-- EXCERPTED RECORDS follows --

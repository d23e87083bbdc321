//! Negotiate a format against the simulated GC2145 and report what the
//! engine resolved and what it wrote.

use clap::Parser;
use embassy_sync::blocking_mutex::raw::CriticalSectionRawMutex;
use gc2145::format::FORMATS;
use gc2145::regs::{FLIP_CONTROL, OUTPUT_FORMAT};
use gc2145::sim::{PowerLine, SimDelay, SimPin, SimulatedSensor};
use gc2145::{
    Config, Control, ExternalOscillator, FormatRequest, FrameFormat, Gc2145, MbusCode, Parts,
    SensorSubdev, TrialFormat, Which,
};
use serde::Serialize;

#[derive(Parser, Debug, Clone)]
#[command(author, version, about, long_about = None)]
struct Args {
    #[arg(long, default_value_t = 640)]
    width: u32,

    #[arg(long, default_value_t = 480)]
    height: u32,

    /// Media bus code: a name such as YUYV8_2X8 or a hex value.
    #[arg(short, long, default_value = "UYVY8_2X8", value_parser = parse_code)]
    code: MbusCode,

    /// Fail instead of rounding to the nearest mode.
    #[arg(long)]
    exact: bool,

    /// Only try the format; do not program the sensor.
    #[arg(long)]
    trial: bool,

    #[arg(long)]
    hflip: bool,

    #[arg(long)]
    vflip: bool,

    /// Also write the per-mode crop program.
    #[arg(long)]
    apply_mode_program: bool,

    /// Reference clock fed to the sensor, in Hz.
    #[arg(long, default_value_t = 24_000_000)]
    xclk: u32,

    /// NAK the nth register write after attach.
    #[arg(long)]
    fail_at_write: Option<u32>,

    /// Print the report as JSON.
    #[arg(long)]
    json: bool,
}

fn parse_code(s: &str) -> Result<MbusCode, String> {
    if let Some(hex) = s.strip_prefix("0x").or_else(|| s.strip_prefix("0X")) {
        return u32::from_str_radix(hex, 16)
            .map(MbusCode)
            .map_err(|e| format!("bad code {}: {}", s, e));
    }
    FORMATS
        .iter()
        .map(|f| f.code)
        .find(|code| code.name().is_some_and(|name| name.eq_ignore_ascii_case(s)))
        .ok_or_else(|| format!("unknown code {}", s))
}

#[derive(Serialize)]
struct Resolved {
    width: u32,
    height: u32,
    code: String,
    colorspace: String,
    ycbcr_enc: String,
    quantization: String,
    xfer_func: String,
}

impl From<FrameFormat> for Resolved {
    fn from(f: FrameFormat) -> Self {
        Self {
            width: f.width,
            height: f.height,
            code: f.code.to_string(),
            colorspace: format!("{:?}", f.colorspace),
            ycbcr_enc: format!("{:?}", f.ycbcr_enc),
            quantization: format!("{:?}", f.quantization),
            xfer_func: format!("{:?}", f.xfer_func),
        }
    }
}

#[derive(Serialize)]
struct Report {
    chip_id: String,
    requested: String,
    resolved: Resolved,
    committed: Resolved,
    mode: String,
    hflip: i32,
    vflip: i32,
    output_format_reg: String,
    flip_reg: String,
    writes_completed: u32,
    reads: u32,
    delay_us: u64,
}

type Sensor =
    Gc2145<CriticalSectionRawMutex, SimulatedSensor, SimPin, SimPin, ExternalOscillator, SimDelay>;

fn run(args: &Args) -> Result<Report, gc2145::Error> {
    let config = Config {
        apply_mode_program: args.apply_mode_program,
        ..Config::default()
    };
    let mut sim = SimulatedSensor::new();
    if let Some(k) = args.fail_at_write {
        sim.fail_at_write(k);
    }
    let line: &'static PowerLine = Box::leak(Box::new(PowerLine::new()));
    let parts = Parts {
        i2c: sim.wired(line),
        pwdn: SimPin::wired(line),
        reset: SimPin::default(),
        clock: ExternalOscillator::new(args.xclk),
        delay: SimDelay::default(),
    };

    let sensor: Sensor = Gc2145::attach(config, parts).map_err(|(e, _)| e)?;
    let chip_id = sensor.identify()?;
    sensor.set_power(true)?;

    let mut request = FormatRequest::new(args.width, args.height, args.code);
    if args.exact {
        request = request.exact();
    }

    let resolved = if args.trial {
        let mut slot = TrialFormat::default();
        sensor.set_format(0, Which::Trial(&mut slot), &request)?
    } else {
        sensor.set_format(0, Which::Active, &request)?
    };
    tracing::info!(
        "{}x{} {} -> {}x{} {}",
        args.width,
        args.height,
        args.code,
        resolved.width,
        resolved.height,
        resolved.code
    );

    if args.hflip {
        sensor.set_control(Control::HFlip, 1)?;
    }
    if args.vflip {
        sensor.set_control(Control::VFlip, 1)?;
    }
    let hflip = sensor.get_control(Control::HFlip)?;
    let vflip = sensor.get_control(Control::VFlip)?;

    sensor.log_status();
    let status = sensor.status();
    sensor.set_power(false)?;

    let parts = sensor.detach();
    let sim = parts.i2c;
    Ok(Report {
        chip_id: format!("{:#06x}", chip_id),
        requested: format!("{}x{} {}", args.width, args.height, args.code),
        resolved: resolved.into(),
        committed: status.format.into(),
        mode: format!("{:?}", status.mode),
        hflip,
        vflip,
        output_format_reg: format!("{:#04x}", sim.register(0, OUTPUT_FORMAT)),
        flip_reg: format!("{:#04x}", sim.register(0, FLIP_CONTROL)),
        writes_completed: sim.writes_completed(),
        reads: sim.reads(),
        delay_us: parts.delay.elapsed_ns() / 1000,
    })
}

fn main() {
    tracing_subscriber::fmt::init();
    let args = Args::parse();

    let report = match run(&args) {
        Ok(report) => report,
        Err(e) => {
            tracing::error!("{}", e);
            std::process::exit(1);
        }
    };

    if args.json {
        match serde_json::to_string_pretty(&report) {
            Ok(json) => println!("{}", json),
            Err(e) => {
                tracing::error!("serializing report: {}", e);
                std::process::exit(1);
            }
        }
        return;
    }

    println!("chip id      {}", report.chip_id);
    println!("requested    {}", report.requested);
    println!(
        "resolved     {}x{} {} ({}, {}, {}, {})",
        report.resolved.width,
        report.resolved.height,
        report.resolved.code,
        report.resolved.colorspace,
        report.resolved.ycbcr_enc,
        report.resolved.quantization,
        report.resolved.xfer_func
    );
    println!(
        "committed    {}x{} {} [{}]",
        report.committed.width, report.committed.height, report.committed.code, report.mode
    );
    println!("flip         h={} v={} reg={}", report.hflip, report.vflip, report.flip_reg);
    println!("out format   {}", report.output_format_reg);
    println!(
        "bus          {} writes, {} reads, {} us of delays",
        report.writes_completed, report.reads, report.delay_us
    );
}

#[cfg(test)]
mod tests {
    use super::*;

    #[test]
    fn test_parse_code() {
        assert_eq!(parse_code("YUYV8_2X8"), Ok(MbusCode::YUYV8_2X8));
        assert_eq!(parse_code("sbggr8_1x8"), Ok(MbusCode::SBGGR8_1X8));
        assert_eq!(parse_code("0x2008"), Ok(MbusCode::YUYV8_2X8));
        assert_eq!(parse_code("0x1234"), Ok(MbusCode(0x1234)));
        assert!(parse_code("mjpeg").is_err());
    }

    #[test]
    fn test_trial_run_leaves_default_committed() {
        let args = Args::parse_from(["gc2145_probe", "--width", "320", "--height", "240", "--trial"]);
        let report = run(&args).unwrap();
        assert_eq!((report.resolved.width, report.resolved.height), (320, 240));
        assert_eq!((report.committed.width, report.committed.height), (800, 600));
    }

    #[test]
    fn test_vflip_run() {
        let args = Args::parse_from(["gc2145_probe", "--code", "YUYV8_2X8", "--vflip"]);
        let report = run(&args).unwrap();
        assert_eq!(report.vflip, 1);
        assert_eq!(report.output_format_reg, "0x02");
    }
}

-- EXCERPTED RECORDS concluded --
-- EXCERPTED RECORDS follows --

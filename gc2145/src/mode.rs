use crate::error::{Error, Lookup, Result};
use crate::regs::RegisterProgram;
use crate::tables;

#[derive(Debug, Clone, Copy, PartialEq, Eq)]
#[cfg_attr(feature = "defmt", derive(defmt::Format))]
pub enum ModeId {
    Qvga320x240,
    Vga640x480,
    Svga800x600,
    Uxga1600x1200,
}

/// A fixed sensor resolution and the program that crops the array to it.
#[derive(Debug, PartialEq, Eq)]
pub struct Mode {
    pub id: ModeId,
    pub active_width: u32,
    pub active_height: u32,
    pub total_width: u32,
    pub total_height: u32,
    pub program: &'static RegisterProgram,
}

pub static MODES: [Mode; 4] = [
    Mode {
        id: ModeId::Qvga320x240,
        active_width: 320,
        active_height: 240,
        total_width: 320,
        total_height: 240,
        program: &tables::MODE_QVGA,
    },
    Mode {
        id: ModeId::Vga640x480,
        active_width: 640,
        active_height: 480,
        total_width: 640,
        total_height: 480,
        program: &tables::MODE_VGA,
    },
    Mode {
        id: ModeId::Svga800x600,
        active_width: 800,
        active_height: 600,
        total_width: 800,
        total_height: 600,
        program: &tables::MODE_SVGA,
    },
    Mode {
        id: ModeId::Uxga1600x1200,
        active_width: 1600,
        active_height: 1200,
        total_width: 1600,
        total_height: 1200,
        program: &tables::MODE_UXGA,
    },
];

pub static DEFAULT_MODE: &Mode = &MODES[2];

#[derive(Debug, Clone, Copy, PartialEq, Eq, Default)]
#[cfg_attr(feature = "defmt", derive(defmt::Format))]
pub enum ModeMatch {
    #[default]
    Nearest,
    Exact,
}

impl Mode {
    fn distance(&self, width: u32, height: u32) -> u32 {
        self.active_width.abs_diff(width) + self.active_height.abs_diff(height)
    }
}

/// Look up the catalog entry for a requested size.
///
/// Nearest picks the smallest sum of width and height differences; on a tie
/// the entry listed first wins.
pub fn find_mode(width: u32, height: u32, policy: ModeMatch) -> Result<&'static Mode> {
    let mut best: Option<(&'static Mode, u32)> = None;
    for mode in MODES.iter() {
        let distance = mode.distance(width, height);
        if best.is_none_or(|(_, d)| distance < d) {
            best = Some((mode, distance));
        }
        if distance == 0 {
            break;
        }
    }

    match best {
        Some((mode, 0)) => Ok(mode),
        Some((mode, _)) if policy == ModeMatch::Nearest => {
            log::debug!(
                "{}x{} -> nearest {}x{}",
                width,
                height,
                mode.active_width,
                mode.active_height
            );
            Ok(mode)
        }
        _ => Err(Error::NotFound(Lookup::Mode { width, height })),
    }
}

-- EXCERPTED RECORDS concluded --
-- EXCERPTED RECORDS follows --

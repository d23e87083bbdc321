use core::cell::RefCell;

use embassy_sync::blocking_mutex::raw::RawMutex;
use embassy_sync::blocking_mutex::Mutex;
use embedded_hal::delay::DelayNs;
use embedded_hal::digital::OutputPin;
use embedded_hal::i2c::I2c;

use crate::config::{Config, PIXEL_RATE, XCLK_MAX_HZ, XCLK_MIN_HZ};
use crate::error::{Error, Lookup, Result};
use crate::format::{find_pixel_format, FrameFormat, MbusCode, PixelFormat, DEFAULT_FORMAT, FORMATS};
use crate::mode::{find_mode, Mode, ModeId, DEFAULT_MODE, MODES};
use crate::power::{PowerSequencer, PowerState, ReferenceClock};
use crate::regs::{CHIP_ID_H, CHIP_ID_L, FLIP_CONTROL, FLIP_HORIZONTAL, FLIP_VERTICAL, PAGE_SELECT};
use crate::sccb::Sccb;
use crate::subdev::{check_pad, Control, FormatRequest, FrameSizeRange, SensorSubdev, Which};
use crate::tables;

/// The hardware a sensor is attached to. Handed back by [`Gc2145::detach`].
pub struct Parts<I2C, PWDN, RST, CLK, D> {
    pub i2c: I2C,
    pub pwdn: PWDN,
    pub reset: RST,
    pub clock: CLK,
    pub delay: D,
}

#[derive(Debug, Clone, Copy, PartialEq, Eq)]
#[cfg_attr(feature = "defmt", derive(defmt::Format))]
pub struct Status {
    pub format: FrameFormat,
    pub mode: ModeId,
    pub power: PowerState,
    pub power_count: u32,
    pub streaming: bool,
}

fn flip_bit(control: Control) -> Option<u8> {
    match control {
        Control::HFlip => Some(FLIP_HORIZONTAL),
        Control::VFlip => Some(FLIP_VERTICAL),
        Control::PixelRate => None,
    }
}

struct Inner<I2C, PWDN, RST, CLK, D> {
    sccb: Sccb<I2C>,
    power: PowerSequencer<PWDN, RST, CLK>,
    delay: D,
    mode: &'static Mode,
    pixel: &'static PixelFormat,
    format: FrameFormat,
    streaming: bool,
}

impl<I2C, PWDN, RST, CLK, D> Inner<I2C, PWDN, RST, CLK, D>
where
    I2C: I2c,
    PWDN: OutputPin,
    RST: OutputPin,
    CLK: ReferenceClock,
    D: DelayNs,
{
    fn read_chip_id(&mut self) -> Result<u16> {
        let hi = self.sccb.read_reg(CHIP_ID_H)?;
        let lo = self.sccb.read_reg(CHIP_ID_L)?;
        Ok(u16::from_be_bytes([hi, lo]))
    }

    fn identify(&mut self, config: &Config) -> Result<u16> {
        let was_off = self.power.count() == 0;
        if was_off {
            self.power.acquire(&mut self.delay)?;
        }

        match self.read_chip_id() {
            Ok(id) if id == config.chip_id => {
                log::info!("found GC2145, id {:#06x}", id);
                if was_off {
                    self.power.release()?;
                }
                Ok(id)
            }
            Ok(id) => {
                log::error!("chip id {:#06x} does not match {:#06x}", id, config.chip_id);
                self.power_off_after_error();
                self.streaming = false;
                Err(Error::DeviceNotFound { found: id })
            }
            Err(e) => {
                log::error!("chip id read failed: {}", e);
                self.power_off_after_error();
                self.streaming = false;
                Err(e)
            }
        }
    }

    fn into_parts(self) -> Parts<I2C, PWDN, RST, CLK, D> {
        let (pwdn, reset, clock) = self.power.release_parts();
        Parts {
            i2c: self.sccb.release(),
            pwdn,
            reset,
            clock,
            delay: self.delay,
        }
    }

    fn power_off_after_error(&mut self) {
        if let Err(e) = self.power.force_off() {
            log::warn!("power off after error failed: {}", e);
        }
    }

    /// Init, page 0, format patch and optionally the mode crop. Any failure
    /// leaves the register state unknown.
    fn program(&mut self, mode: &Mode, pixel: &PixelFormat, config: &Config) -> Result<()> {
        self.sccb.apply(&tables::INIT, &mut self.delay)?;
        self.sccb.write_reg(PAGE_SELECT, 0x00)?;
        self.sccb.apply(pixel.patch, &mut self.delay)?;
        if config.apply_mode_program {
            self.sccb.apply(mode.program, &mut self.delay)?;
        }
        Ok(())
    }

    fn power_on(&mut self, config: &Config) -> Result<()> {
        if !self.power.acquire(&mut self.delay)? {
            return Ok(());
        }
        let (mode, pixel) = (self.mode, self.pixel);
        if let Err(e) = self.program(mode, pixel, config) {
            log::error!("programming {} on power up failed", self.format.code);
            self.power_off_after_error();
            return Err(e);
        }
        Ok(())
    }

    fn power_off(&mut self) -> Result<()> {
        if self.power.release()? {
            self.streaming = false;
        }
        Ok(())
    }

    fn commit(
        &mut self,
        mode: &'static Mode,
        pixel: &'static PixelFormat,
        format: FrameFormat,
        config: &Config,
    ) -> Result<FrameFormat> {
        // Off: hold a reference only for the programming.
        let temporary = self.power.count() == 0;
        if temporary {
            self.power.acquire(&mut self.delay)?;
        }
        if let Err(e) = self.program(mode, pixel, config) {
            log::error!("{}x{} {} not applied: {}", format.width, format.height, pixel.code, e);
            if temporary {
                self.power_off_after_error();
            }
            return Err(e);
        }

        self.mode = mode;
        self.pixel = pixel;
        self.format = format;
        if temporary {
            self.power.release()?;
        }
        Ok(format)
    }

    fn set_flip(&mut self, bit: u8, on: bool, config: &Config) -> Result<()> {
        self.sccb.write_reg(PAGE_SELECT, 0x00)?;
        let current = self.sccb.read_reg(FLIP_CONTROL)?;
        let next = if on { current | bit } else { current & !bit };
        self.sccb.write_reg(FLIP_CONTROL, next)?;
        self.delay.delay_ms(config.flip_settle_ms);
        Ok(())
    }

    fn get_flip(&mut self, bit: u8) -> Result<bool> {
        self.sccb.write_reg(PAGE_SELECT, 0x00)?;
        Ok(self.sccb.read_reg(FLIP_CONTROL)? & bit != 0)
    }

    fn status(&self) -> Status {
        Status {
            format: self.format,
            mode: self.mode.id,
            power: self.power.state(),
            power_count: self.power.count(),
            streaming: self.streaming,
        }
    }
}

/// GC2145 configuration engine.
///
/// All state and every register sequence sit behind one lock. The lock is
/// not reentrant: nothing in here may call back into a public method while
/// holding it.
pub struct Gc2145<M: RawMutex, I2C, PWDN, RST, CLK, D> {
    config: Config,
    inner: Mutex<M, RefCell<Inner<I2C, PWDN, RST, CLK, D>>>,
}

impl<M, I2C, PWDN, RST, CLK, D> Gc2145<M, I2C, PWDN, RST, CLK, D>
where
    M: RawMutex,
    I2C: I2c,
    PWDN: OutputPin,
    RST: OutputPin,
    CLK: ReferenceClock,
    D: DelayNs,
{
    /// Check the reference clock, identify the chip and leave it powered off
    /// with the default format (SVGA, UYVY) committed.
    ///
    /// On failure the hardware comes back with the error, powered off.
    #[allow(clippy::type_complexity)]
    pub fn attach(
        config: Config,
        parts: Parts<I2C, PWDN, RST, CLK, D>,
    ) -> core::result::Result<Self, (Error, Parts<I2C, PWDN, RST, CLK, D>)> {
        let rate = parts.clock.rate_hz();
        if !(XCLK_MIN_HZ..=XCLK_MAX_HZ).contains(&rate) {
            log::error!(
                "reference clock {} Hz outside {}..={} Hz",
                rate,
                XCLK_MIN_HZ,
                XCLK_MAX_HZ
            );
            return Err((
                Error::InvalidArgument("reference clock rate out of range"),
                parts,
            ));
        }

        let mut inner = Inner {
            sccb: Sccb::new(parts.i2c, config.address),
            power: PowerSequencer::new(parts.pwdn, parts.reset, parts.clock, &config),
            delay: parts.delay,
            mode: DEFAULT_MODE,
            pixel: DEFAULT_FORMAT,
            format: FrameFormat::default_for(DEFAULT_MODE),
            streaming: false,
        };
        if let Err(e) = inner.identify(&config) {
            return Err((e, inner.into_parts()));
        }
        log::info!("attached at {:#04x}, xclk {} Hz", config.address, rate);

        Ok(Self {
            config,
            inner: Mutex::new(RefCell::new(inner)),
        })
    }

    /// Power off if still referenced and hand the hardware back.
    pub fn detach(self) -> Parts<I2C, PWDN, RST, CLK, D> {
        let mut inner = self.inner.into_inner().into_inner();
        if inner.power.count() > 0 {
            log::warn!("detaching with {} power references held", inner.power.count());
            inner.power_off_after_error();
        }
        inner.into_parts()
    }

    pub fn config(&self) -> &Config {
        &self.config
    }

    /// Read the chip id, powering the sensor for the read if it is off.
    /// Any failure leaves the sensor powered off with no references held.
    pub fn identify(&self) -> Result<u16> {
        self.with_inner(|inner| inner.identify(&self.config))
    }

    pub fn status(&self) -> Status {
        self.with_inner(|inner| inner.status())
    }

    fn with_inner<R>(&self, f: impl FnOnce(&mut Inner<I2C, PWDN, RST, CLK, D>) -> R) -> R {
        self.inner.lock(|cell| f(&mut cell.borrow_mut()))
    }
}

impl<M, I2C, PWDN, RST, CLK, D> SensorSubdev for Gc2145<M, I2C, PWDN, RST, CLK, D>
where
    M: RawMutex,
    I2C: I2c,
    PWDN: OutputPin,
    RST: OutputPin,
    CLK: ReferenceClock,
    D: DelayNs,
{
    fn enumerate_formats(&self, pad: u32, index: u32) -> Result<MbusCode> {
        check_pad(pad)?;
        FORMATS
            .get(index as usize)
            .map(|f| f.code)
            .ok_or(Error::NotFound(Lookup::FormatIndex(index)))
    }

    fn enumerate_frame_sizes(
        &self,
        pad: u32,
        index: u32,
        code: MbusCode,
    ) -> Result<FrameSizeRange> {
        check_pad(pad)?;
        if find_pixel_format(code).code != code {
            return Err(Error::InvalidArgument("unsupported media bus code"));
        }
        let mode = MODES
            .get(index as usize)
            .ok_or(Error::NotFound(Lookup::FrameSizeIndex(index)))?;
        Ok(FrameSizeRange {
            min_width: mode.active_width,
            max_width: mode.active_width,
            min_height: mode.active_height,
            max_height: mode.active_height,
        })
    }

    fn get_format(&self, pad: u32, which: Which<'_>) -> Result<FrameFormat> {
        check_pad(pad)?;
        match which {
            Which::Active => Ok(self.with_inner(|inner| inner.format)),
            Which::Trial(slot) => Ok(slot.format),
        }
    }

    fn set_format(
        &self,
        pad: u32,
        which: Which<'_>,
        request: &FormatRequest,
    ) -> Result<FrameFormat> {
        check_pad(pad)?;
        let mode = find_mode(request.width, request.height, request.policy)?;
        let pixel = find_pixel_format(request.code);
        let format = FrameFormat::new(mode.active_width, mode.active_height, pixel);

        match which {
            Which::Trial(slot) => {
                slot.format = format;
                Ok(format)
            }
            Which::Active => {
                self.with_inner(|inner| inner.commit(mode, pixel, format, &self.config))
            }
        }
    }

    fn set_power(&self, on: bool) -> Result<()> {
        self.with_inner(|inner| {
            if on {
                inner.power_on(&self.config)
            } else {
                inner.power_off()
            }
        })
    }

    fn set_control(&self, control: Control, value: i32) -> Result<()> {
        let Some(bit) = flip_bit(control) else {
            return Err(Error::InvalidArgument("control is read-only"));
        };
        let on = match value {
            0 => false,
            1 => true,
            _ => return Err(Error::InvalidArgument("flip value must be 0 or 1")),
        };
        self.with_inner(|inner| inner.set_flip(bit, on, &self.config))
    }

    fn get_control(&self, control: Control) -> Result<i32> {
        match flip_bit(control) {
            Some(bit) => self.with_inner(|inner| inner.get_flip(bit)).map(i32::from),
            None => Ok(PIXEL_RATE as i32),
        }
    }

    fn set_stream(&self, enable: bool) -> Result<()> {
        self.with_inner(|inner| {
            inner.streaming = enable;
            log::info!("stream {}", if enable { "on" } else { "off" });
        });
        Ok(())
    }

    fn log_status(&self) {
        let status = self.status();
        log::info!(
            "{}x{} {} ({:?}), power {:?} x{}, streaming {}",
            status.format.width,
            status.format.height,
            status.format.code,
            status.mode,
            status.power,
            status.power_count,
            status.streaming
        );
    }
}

-- EXCERPTED RECORDS concluded --

TASK INSTRUCTIONS: Report only the number of lines in the data above that contain "ExternalOscillator".

ANSWER BOX: 3